Баянистый баян, но мне смешно, ибо я дебил.
Монтер Федор влезает на столб, где вчера убило его друга монтера Степана, хватается за тот же провод и замертво вниз. Прозектор на всякий случай вскрывает в резиновых перчатках.
Жена по пьянке убила мужа. Сунула по ошибке нож не туда, а он и коньки отбросил. Похрипел немного, да и затих. И что теперь делать, ума не приложит. Допила невеликий остаток водки. Поспала чуток. Проснулась. А он, сука, никуда не девается. При жизни остоеб, так и сейчас, козел, куражится.

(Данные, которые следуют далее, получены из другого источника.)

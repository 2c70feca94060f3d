//! # Topology Registrar
//!
//! Declares exchanges, queues and bindings idempotently and remembers what it
//! declared, so repeated startup declarations cost no broker round-trips and
//! conflicting re-declarations fail fast.
//!
//! ## Invariants
//!
//! | Invariant | Enforcement |
//! |-----------|-------------|
//! | Identical re-declaration is a no-op | registry comparison before the broker call |
//! | Bindings reference declared exchanges | checked against the registry |
//! | Bindings are never duplicated | registry and broker both use set semantics |

use parking_lot::Mutex;
use shared_types::{Binding, BrokerError, ExchangeKind, ExchangeSpec, QueueSpec};
use std::collections::HashMap;
use std::sync::Arc;
use tracing::{debug, info};

use crate::broker::Broker;

/// A batch of declarations. Exchanges are declared before queues.
#[derive(Debug, Clone, Default, PartialEq, Eq)]
pub struct Topology {
    pub exchanges: Vec<ExchangeSpec>,
    pub queues: Vec<QueueSpec>,
}

impl Topology {
    #[must_use]
    pub fn new() -> Self {
        Self::default()
    }

    #[must_use]
    pub fn exchange(mut self, exchange: ExchangeSpec) -> Self {
        if !self.exchanges.contains(&exchange) {
            self.exchanges.push(exchange);
        }
        self
    }

    #[must_use]
    pub fn queue(mut self, queue: QueueSpec) -> Self {
        self.queues.push(queue);
        self
    }

    /// Append another topology's declarations.
    #[must_use]
    pub fn merge(mut self, other: Topology) -> Self {
        for exchange in other.exchanges {
            self = self.exchange(exchange);
        }
        self.queues.extend(other.queues);
        self
    }
}

#[derive(Default)]
struct Registry {
    exchanges: HashMap<String, ExchangeSpec>,
    queues: HashMap<String, QueueSpec>,
}

/// Idempotent declaration front-end over a broker.
pub struct TopologyRegistrar {
    broker: Arc<dyn Broker>,
    registry: Mutex<Registry>,
}

impl TopologyRegistrar {
    pub fn new(broker: Arc<dyn Broker>) -> Self {
        Self {
            broker,
            registry: Mutex::new(Registry::default()),
        }
    }

    /// The broker declarations go to.
    #[must_use]
    pub fn broker(&self) -> Arc<dyn Broker> {
        Arc::clone(&self.broker)
    }

    /// `declareExchange(name, kind, durable)`.
    pub async fn declare_exchange(
        &self,
        name: &str,
        kind: ExchangeKind,
        durable: bool,
    ) -> Result<(), BrokerError> {
        let mut spec = ExchangeSpec::new(name, kind);
        spec.durable = durable;
        self.declare_exchange_spec(&spec).await
    }

    pub async fn declare_exchange_spec(&self, spec: &ExchangeSpec) -> Result<(), BrokerError> {
        if let Some(existing) = self.registry.lock().exchanges.get(&spec.name) {
            if existing == spec {
                return Ok(());
            }
            return Err(BrokerError::PreconditionFailed {
                name: spec.name.clone(),
                reason: format!(
                    "already declared as {} (durable={})",
                    existing.kind, existing.durable
                ),
            });
        }

        self.broker.declare_exchange(spec).await?;
        self.registry
            .lock()
            .exchanges
            .insert(spec.name.clone(), spec.clone());
        info!(exchange = %spec.name, kind = %spec.kind, durable = spec.durable, "Exchange declared");
        Ok(())
    }

    /// `declareQueue(name, durable, bindings)`.
    pub async fn declare_queue(
        &self,
        name: &str,
        durable: bool,
        bindings: &[Binding],
    ) -> Result<(), BrokerError> {
        let mut spec = QueueSpec::new(name);
        spec.durable = durable;
        for binding in bindings {
            spec = spec.bind(binding.exchange.clone(), binding.pattern.clone());
        }
        self.declare_queue_spec(&spec).await
    }

    pub async fn declare_queue_spec(&self, spec: &QueueSpec) -> Result<(), BrokerError> {
        let merged = {
            let registry = self.registry.lock();
            if let Some(missing) = spec
                .referenced_exchanges()
                .find(|name| !registry.exchanges.contains_key(*name))
            {
                return Err(BrokerError::ExchangeNotFound(missing.to_string()));
            }

            match registry.queues.get(&spec.name) {
                Some(existing) if !existing.same_arguments(spec) => {
                    return Err(BrokerError::PreconditionFailed {
                        name: spec.name.clone(),
                        reason: "already declared with different arguments".to_string(),
                    });
                }
                Some(existing) => {
                    let new_bindings: Vec<&Binding> = spec
                        .bindings
                        .iter()
                        .filter(|b| !existing.bindings.contains(b))
                        .collect();
                    if new_bindings.is_empty() {
                        return Ok(());
                    }
                    let mut merged = existing.clone();
                    for binding in new_bindings {
                        merged = merged.bind(binding.exchange.clone(), binding.pattern.clone());
                    }
                    merged
                }
                None => spec.clone(),
            }
        };

        self.broker.declare_queue(&merged).await?;
        debug!(
            queue = %merged.name,
            bindings = merged.bindings.len(),
            "Queue declared"
        );
        self.registry
            .lock()
            .queues
            .insert(merged.name.clone(), merged);
        Ok(())
    }

    /// Declare a whole topology, exchanges first.
    pub async fn declare(&self, topology: &Topology) -> Result<(), BrokerError> {
        for exchange in &topology.exchanges {
            self.declare_exchange_spec(exchange).await?;
        }
        for queue in &topology.queues {
            self.declare_queue_spec(queue).await?;
        }
        Ok(())
    }

    /// A previously declared exchange.
    #[must_use]
    pub fn exchange(&self, name: &str) -> Option<ExchangeSpec> {
        self.registry.lock().exchanges.get(name).cloned()
    }

    /// A previously declared queue with every binding added so far.
    #[must_use]
    pub fn queue(&self, name: &str) -> Option<QueueSpec> {
        self.registry.lock().queues.get(name).cloned()
    }
}

#[cfg(test)]
mod tests {
    use super::*;
    use crate::memory::InMemoryBroker;

    fn registrar() -> (InMemoryBroker, TopologyRegistrar) {
        let broker = InMemoryBroker::new();
        let registrar = TopologyRegistrar::new(Arc::new(broker.clone()));
        (broker, registrar)
    }

    #[tokio::test]
    async fn test_declare_twice_does_not_error_or_duplicate() {
        let (broker, registrar) = registrar();
        let bindings = [Binding::new("payments", "payment.#")];

        for _ in 0..2 {
            registrar
                .declare_exchange("payments", ExchangeKind::Topic, true)
                .await
                .unwrap();
            registrar
                .declare_queue("ledger", true, &bindings)
                .await
                .unwrap();
        }

        assert_eq!(broker.exchange_count(), 1);
        assert_eq!(broker.queue_count(), 1);
        assert_eq!(broker.binding_count(), 1);
        assert_eq!(registrar.queue("ledger").unwrap().bindings.len(), 1);
    }

    #[tokio::test]
    async fn test_queue_binding_needs_declared_exchange() {
        let (_broker, registrar) = registrar();
        let err = registrar
            .declare_queue("ledger", true, &[Binding::new("payments", "#")])
            .await
            .unwrap_err();
        assert_eq!(err, BrokerError::ExchangeNotFound("payments".to_string()));
    }

    #[tokio::test]
    async fn test_conflicting_exchange_redeclaration() {
        let (_broker, registrar) = registrar();
        registrar
            .declare_exchange("cart", ExchangeKind::Topic, true)
            .await
            .unwrap();
        let err = registrar
            .declare_exchange("cart", ExchangeKind::Direct, true)
            .await
            .unwrap_err();
        assert!(matches!(err, BrokerError::PreconditionFailed { .. }));
    }

    #[tokio::test]
    async fn test_new_binding_is_added_to_existing_queue() {
        let (broker, registrar) = registrar();
        registrar
            .declare_exchange("cart", ExchangeKind::Topic, true)
            .await
            .unwrap();
        registrar
            .declare_queue("orders", true, &[Binding::new("cart", "cart.created")])
            .await
            .unwrap();
        registrar
            .declare_queue("orders", true, &[Binding::new("cart", "cart.updated")])
            .await
            .unwrap();

        assert_eq!(broker.binding_count(), 2);
        assert_eq!(registrar.queue("orders").unwrap().bindings.len(), 2);
    }

    #[tokio::test]
    async fn test_declare_topology_batch() {
        let (broker, registrar) = registrar();
        let topology = Topology::new()
            .exchange(ExchangeSpec::topic("product"))
            .exchange(ExchangeSpec::topic("product"))
            .queue(QueueSpec::new("cart.products").bind("product", "product.*"));

        registrar.declare(&topology).await.unwrap();
        registrar.declare(&topology).await.unwrap();

        assert_eq!(topology.exchanges.len(), 1);
        assert_eq!(broker.queue_count(), 1);
        assert!(registrar.exchange("product").unwrap().durable);
    }
}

Нашла в скверике раздолбленного кулаками, каблуками и, наверняка, еще чем-то. Жизни минут на десять оставалось. Дотащила на себе. Еле выходила. Стали жить вместе. Через месяц, ближе к ночи — сердце дрогнуло, выскочила в тапочках — лежит, от земли почти неотличимый. И опять над ним тряслась, но жизнь только на три четверти вернула. А потом — опять. И еще раз — опять. На пятый раз, как только глаза открыл, так сразу же с тоской нечеловеческой: Зина, что же ты со мной делаешь-то? За что? Что же я тебе такого сделал-то, сука ты приблудная?!

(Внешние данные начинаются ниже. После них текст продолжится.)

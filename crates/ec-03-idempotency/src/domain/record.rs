use serde::{Deserialize, Serialize};
use serde_json::Value;
use shared_types::now_millis;

const RECORD_PREFIX: &str = "idempotent:";
const LOCK_PREFIX: &str = "lock:";

/// Store key holding the record for an idempotency key.
pub fn record_key(key: &str) -> String {
    format!("{RECORD_PREFIX}{key}")
}

/// Store key of the lock guarding `resource`.
pub fn lock_key(resource: &str) -> String {
    format!("{LOCK_PREFIX}{resource}")
}

#[derive(Debug, Clone, Copy, PartialEq, Eq, Serialize, Deserialize)]
#[serde(rename_all = "snake_case")]
pub enum RecordStatus {
    Completed,
}

/// Outcome of a successful first processing, replayed to later attempts.
#[derive(Debug, Clone, PartialEq, Serialize, Deserialize)]
pub struct IdempotencyRecord {
    pub status: RecordStatus,
    pub result: Value,
    /// Unix millis.
    pub processed_at: u64,
}

impl IdempotencyRecord {
    pub fn completed(result: Value) -> Self {
        Self {
            status: RecordStatus::Completed,
            result,
            processed_at: now_millis(),
        }
    }
}
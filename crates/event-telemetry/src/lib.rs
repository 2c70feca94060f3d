//! # Event Telemetry
//!
//! Observability for the commerce event core.
//!
//! ## Components
//!
//! - **Logs**: `tracing-subscriber` registry with an `EnvFilter` and either a
//!   human-readable or a JSON formatting layer.
//! - **Metrics**: Prometheus counters and histograms for publishing,
//!   delivery outcomes, retries, quarantine, idempotency and the cache.
//!
//! ## Usage
//!
//! ```rust,ignore
//! use event_telemetry::{init_telemetry, TelemetryConfig};
//!
//! fn main() {
//!     let config = TelemetryConfig::from_env();
//!     let _guard = init_telemetry(&config).expect("Failed to init telemetry");
//!     // Logs and metrics are now being collected
//! }
//! ```
//!
//! ## Environment Variables
//!
//! | Variable | Default | Description |
//! |----------|---------|-------------|
//! | `EC_SERVICE_NAME` | `commerce-events` | Service name in log lines |
//! | `EC_LOG_LEVEL` / `RUST_LOG` | `info` | Log level filter |
//! | `EC_JSON_LOGS` | `false` (`true` in containers) | JSON log output |
//! | `EC_CONSOLE_OUTPUT` | `true` | Write logs to stdout |

#![cfg_attr(test, allow(clippy::unwrap_used))]

mod config;
mod logging;
pub mod metrics;

pub use config::TelemetryConfig;
pub use logging::init_logging;
pub use metrics::{encode_metrics, register_metrics, MetricsHandle};

use thiserror::Error;

/// Telemetry initialization errors
#[derive(Error, Debug)]
pub enum TelemetryError {
    #[error("Failed to initialize logging: {0}")]
    LoggingInit(String),

    #[error("Failed to initialize Prometheus metrics: {0}")]
    MetricsInit(String),

    #[error("Invalid configuration: {0}")]
    Config(String),
}

/// Initialize logging and register metrics.
///
/// Returns a guard that must be held for the lifetime of the application.
pub fn init_telemetry(config: &TelemetryConfig) -> Result<TelemetryGuard, TelemetryError> {
    let metrics = register_metrics()?;
    init_logging(config)?;

    tracing::info!(
        service = %config.service_name,
        json_logs = config.json_logs,
        "Telemetry initialized"
    );

    Ok(TelemetryGuard { _metrics: metrics })
}

/// Guard that keeps telemetry active.
pub struct TelemetryGuard {
    _metrics: MetricsHandle,
}

impl Drop for TelemetryGuard {
    fn drop(&mut self) {
        tracing::info!("Shutting down telemetry...");
    }
}
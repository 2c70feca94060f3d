//! # Shared Types Crate
//!
//! This crate contains the broker topology entities, the `MessageEnvelope`
//! every published event travels in, and the error taxonomy shared by the
//! broker and cache-store ports.
//!
//! ## Design Principles
//!
//! - **Single Source of Truth**: All cross-component types are defined here.
//! - **Immutable Envelopes**: A `MessageEnvelope` is never mutated after
//!   construction. The retry pipeline derives a new envelope with an
//!   incremented `x-retry-count` when it re-publishes.
//! - **Headers Carry Metadata**: Idempotency key and retry record live in the
//!   headers table so they survive dead-lettering by the broker.

#![cfg_attr(test, allow(clippy::unwrap_used))]
#![cfg_attr(test, allow(clippy::expect_used))]

pub mod entities;
pub mod envelope;
pub mod errors;

pub use entities::*;
pub use envelope::*;
pub use errors::*;
//! # Lock Mutual Exclusion
//!
//! Concurrent first-time deliveries of one key: exactly one worker runs the
//! handler, the others replay or requeue.

#[cfg(test)]
mod tests {
    use std::sync::atomic::{AtomicUsize, Ordering};
    use std::sync::Arc;
    use std::time::Duration;

    use ec_02_retry_pipeline::RetryPolicy;
    use ec_03_idempotency::{
        IdempotencyConfig, IdempotencyManager, IdempotentHandler, LockConfig, LockManager,
    };
    use futures::future::join_all;
    use shared_bus::PublishContext;
    use shared_cache::{InMemoryStore, KeyValueStore};

    use crate::fixtures::{payment_created, CountingHandler, Harness};

    fn shared_store() -> Arc<dyn KeyValueStore> {
        Arc::new(InMemoryStore::new())
    }

    // =========================================================================
    // THROUGH THE BROKER
    // =========================================================================

    #[tokio::test(start_paused = true)]
    async fn test_ten_concurrent_deliveries_run_handler_once() {
        let hx = Harness::new(
            "payments",
            "payment-service",
            "payment.#",
            RetryPolicy::new(3, Duration::from_secs(30)),
        )
        .await;
        let publisher = hx.publisher();
        for _ in 0..10 {
            publisher
                .publish(&payment_created("pay-1"), PublishContext::with_key("pay-1"))
                .await
                .unwrap();
        }

        let manager = Arc::new(IdempotencyManager::new(
            shared_store(),
            IdempotencyConfig::default(),
        ));
        let handler = CountingHandler::slow(Duration::from_millis(300));
        let processor = hx.processor(IdempotentHandler::new(manager, Arc::clone(&handler)));
        let [main, _] = hx.topology.listen_queues();

        hx.run_until(processor, 10, || {
            hx.depth(&main) == 0 && hx.broker.unacked_count(&main) == Some(0)
        })
        .await;

        assert_eq!(handler.calls(), 1);
        assert_eq!(hx.depth(&hx.topology.poison_queue()), 0);
    }

    // =========================================================================
    // DIRECT
    // =========================================================================

    #[tokio::test(flavor = "multi_thread", worker_threads = 4)]
    async fn test_concurrent_execute_has_one_fresh_result() {
        let manager = Arc::new(IdempotencyManager::new(
            shared_store(),
            IdempotencyConfig::default(),
        ));
        let runs = Arc::new(AtomicUsize::new(0));

        let attempts = (0..10).map(|_| {
            let manager = Arc::clone(&manager);
            let runs = Arc::clone(&runs);
            tokio::spawn(async move {
                manager
                    .execute("order-7", || async move {
                        runs.fetch_add(1, Ordering::SeqCst);
                        tokio::time::sleep(Duration::from_millis(50)).await;
                        Ok(serde_json::json!({"order": 7}))
                    })
                    .await
            })
        });
        let results = join_all(attempts).await;

        assert_eq!(runs.load(Ordering::SeqCst), 1);
        let fresh = results
            .into_iter()
            .map(|joined| joined.unwrap())
            .filter(|result| matches!(result, Ok(execution) if !execution.is_replay()))
            .count();
        assert_eq!(fresh, 1);
    }

    #[tokio::test]
    async fn test_only_one_of_many_try_acquire_wins() {
        let locks = Arc::new(LockManager::new(shared_store(), LockConfig::default()));
        let tokens = join_all((0..16).map(|_| {
            let locks = Arc::clone(&locks);
            async move { locks.try_acquire("inventory:p-1").await.unwrap() }
        }))
        .await;

        let winners: Vec<_> = tokens.into_iter().flatten().collect();
        assert_eq!(winners.len(), 1);

        let token = winners.into_iter().next().unwrap();
        assert!(locks.release(token).await.unwrap());
        assert!(locks.try_acquire("inventory:p-1").await.unwrap().is_some());
    }

    #[tokio::test]
    async fn test_with_lock_serializes_critical_sections() {
        let locks = Arc::new(LockManager::new(shared_store(), LockConfig::default()));
        let inside = Arc::new(AtomicUsize::new(0));
        let overlaps = Arc::new(AtomicUsize::new(0));

        let workers = (0..4).map(|_| {
            let locks = Arc::clone(&locks);
            let inside = Arc::clone(&inside);
            let overlaps = Arc::clone(&overlaps);
            tokio::spawn(async move {
                locks
                    .with_lock("stock:p-9", || async move {
                        if inside.fetch_add(1, Ordering::SeqCst) > 0 {
                            overlaps.fetch_add(1, Ordering::SeqCst);
                        }
                        tokio::time::sleep(Duration::from_millis(20)).await;
                        inside.fetch_sub(1, Ordering::SeqCst);
                    })
                    .await
            })
        });
        let results = join_all(workers).await;

        assert_eq!(overlaps.load(Ordering::SeqCst), 0);
        assert!(results.into_iter().all(|joined| joined.unwrap().is_ok()));
    }
}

И решила навсегда покончить с этим беспробудным пьянством, иссушившим всю ее душу, отчего уже лет двадцать жила озлобленной. Взяла три бутылки самой дрянной водки, хоть и говорили, что с такой этикеткой и одной достаточно.

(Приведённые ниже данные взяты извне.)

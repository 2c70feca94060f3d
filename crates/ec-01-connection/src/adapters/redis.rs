use async_trait::async_trait;
use shared_cache::{KeyValueStore, RedisStore};
use std::sync::Arc;

use super::redact;
use crate::domain::ConnectionError;
use crate::ports::Connector;

/// Opens a Redis connection manager and verifies it with `PING`.
pub struct RedisConnector {
    url: String,
}

impl RedisConnector {
    pub fn new(url: impl Into<String>) -> Self {
        Self { url: url.into() }
    }
}

#[async_trait]
impl Connector for RedisConnector {
    type Handle = Arc<dyn KeyValueStore>;

    fn target(&self) -> &'static str {
        "cache"
    }

    fn endpoint(&self) -> String {
        redact(&self.url)
    }

    async fn open(&self) -> Result<Self::Handle, ConnectionError> {
        let open_error = |reason: String| ConnectionError::Open {
            target: "cache",
            endpoint: self.endpoint(),
            reason,
        };
        let store = RedisStore::connect(&self.url)
            .await
            .map_err(|e| open_error(e.to_string()))?;
        store.ping().await.map_err(|e| open_error(e.to_string()))?;
        Ok(Arc::new(store))
    }

    async fn close(&self, _handle: &Self::Handle) -> Result<(), ConnectionError> {
        // The connection manager closes its socket when the last clone drops.
        Ok(())
    }
}
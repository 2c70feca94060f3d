pub mod cache;
pub mod invalidation;
pub mod rate_limit;

pub use cache::{CacheAside, CacheStats};
pub use invalidation::ProductCacheInvalidator;
pub use rate_limit::{FixedWindowLimiter, RateLimitDecision, SlidingWindowLimiter};
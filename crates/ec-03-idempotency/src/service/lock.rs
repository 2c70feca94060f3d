use event_telemetry::metrics::LOCK_ACQUISITIONS;
use futures::FutureExt;
use rand::Rng;
use shared_cache::KeyValueStore;
use shared_types::StoreError;
use std::future::Future;
use std::panic::AssertUnwindSafe;
use std::sync::Arc;
use std::time::Duration;
use tokio::time::{timeout, Instant};
use tracing::{debug, warn};
use uuid::Uuid;

use crate::domain::{lock_key, IdempotencyError, LockConfig};

/// Proof of lock ownership. Hand it back to [`LockManager::release`].
#[derive(Debug, Clone, PartialEq, Eq)]
pub struct LockToken {
    key: String,
    token: String,
}

impl LockToken {
    pub fn key(&self) -> &str {
        &self.key
    }

    pub fn token(&self) -> &str {
        &self.token
    }
}

/// Distributed mutual exclusion over a [`KeyValueStore`].
///
/// A lock is a key holding a random token, created with `SET NX` and a TTL.
/// Release deletes the key only while it still holds the caller's token, so
/// a holder whose lock expired can never free a successor's lock.
pub struct LockManager {
    store: Arc<dyn KeyValueStore>,
    config: LockConfig,
}

impl LockManager {
    pub fn new(store: Arc<dyn KeyValueStore>, config: LockConfig) -> Self {
        Self { store, config }
    }

    pub fn config(&self) -> &LockConfig {
        &self.config
    }

    /// Single attempt. `Ok(None)` when someone else holds the lock.
    pub async fn try_acquire(&self, resource: &str) -> Result<Option<LockToken>, StoreError> {
        let candidate = LockToken {
            key: lock_key(resource),
            token: Uuid::new_v4().to_string(),
        };
        let acquired = self.attempt(&candidate).await?;
        record_outcome(if acquired { "acquired" } else { "contended" });
        Ok(acquired.then_some(candidate))
    }

    /// Acquire with exponential backoff and jitter.
    ///
    /// Gives up with `Ok(None)` after `max_attempts` or once the next delay
    /// would cross `total_timeout`. A store failure aborts immediately.
    pub async fn acquire_with_retry(&self, resource: &str) -> Result<Option<LockToken>, StoreError> {
        let candidate = LockToken {
            key: lock_key(resource),
            token: Uuid::new_v4().to_string(),
        };
        let deadline = Instant::now() + self.config.total_timeout;
        let mut timed_out = false;

        for attempt in 0..self.config.max_attempts {
            match timeout(self.config.attempt_timeout, self.attempt(&candidate)).await {
                Ok(Ok(true)) => {
                    record_outcome("acquired");
                    debug!(key = %candidate.key, attempt, "Lock acquired");
                    return Ok(Some(candidate));
                }
                Ok(Ok(false)) if timed_out => {
                    // An attempt that timed out may still have landed.
                    if self.store.get(&candidate.key).await?.as_deref() == Some(candidate.token.as_str()) {
                        record_outcome("acquired");
                        return Ok(Some(candidate));
                    }
                }
                Ok(Ok(false)) => {}
                Ok(Err(e)) => {
                    record_outcome("error");
                    return Err(e);
                }
                Err(_) => {
                    timed_out = true;
                    warn!(
                        key = %candidate.key,
                        attempt,
                        timeout_ms = self.config.attempt_timeout.as_millis() as u64,
                        "Lock attempt timed out"
                    );
                }
            }

            if attempt + 1 == self.config.max_attempts {
                break;
            }
            let delay = self.backoff(attempt);
            if Instant::now() + delay >= deadline {
                break;
            }
            tokio::time::sleep(delay).await;
        }

        record_outcome("contended");
        debug!(key = %candidate.key, "Lock not acquired");
        Ok(None)
    }

    /// Release a held lock. Returns `false` if it had already expired or
    /// passed to another holder.
    pub async fn release(&self, lock: LockToken) -> Result<bool, StoreError> {
        let released = self.store.compare_and_delete(&lock.key, &lock.token).await?;
        if !released {
            warn!(key = %lock.key, "Lock expired before release");
        }
        Ok(released)
    }

    /// Run `f` while holding the lock on `resource`.
    ///
    /// The lock is released on every path, including a panic inside `f`.
    pub async fn with_lock<F, Fut, T>(&self, resource: &str, f: F) -> Result<T, IdempotencyError>
    where
        F: FnOnce() -> Fut + Send,
        Fut: Future<Output = T> + Send,
    {
        let lock = self
            .acquire_with_retry(resource)
            .await?
            .ok_or_else(|| IdempotencyError::Contention {
                resource: resource.to_string(),
            })?;

        let result = AssertUnwindSafe(f()).catch_unwind().await;
        if let Err(e) = self.release(lock).await {
            warn!(resource, error = %e, "Lock release failed, waiting for expiry");
        }
        result.map_err(|panic| IdempotencyError::Panicked(panic_message(panic.as_ref())))
    }

    async fn attempt(&self, candidate: &LockToken) -> Result<bool, StoreError> {
        self.store
            .set_nx(&candidate.key, &candidate.token, self.config.ttl)
            .await
    }

    fn backoff(&self, attempt: u32) -> Duration {
        let factor = 1u32.checked_shl(attempt.min(16)).unwrap_or(u32::MAX);
        let jitter_ms = self.config.max_jitter.as_millis() as u64;
        let jitter = Duration::from_millis(rand::thread_rng().gen_range(0..=jitter_ms));
        self.config.base_delay.saturating_mul(factor) + jitter
    }
}

fn record_outcome(outcome: &str) {
    LOCK_ACQUISITIONS.with_label_values(&[outcome]).inc();
}

pub(crate) fn panic_message(payload: &(dyn std::any::Any + Send)) -> String {
    if let Some(s) = payload.downcast_ref::<&str>() {
        (*s).to_string()
    } else if let Some(s) = payload.downcast_ref::<String>() {
        s.clone()
    } else {
        "unknown panic".to_string()
    }
}

#[cfg(test)]
mod tests {
    use super::*;
    use shared_cache::InMemoryStore;

    fn manager(store: &InMemoryStore, config: LockConfig) -> LockManager {
        LockManager::new(Arc::new(store.clone()), config)
    }

    #[tokio::test]
    async fn test_second_acquire_is_contended() {
        let store = InMemoryStore::new();
        let locks = manager(&store, LockConfig::default());

        let held = locks.try_acquire("product:1").await.unwrap().unwrap();
        assert_eq!(held.key(), "lock:product:1");
        assert!(locks.try_acquire("product:1").await.unwrap().is_none());
        // Different resources do not interfere.
        assert!(locks.try_acquire("product:2").await.unwrap().is_some());

        assert!(locks.release(held).await.unwrap());
        assert!(locks.try_acquire("product:1").await.unwrap().is_some());
    }

    #[tokio::test(start_paused = true)]
    async fn test_expired_holder_cannot_release_successor() {
        let store = InMemoryStore::new();
        let config = LockConfig {
            ttl: Duration::from_secs(1),
            ..LockConfig::default()
        };
        let locks = manager(&store, config);

        let stale = locks.try_acquire("r").await.unwrap().unwrap();
        tokio::time::advance(Duration::from_secs(2)).await;
        let current = locks.try_acquire("r").await.unwrap().unwrap();

        assert!(!locks.release(stale).await.unwrap());
        assert_eq!(store.get("lock:r").await.unwrap().as_deref(), Some(current.token()));
    }

    #[tokio::test(start_paused = true)]
    async fn test_retry_gives_up_after_budget() {
        let store = InMemoryStore::new();
        let locks = manager(&store, LockConfig::default());
        let _held = locks.try_acquire("r").await.unwrap().unwrap();

        let start = Instant::now();
        assert!(locks.acquire_with_retry("r").await.unwrap().is_none());
        // Four delays: 100 + 200 + 400 + 800 ms plus at most 100ms jitter each.
        let elapsed = start.elapsed();
        assert!(elapsed >= Duration::from_millis(1_500));
        assert!(elapsed <= Duration::from_millis(1_900));
    }

    #[tokio::test(start_paused = true)]
    async fn test_retry_succeeds_when_holder_releases() {
        let store = InMemoryStore::new();
        let locks = Arc::new(manager(&store, LockConfig::default()));
        let held = locks.try_acquire("r").await.unwrap().unwrap();

        let releaser = {
            let locks = Arc::clone(&locks);
            tokio::spawn(async move {
                tokio::time::sleep(Duration::from_millis(250)).await;
                locks.release(held).await.unwrap();
            })
        };

        assert!(locks.acquire_with_retry("r").await.unwrap().is_some());
        releaser.await.unwrap();
    }

    #[tokio::test]
    async fn test_store_outage_is_an_error() {
        let store = InMemoryStore::new();
        store.set_available(false);
        let locks = manager(&store, LockConfig::default());
        assert!(matches!(
            locks.acquire_with_retry("r").await,
            Err(StoreError::Unavailable(_))
        ));
    }

    #[tokio::test]
    async fn test_with_lock_releases_after_panic() {
        let store = InMemoryStore::new();
        let locks = manager(&store, LockConfig::default());

        let result: Result<(), _> = locks
            .with_lock("r", || async {
                panic!("boom");
            })
            .await;
        assert_eq!(result, Err(IdempotencyError::Panicked("boom".to_string())));
        assert_eq!(store.get("lock:r").await.unwrap(), None);

        assert_eq!(locks.with_lock("r", || async { 7 }).await, Ok(7));
    }
}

Налила, своей рукой налила первый стакан, от чего он на мгновение занедоумел. Но тут же и выжрал. После второго разрумянился, скотина, завеселел и припетушился. После третьего набряк черной кровью, грозя парализоваться, чтобы потом за ним говны выносить. Потом бледнеть начал, но тут же сблевал. Скот, за жизнь как цепляется, — подумала и налила еще, не давая опомниться. И тут уж начал синеть потихоньку. Потом глаза вытаращил и какие-то несуразные слова внутри испуганно захрюкали. Ослеп, — поняла, — ослеп, паскуда. Когда начались конвульсии, пришлось уже силой вливать — в ничего не понимающего, ничего уже не чувствующего ни кожей, ни внутренностями, а лишь только запасным кусочком мозга, который для этого момента специально берег организм. И еще — последние полстакана.
Хрипнул негромко, упал на пол, глядя вдаль открытыми глазами. Взгляд постепенно трезвел.
Ну, теперь заживу, — сказала вслух, — теперь заживу, как человек, а не моль пальтовая.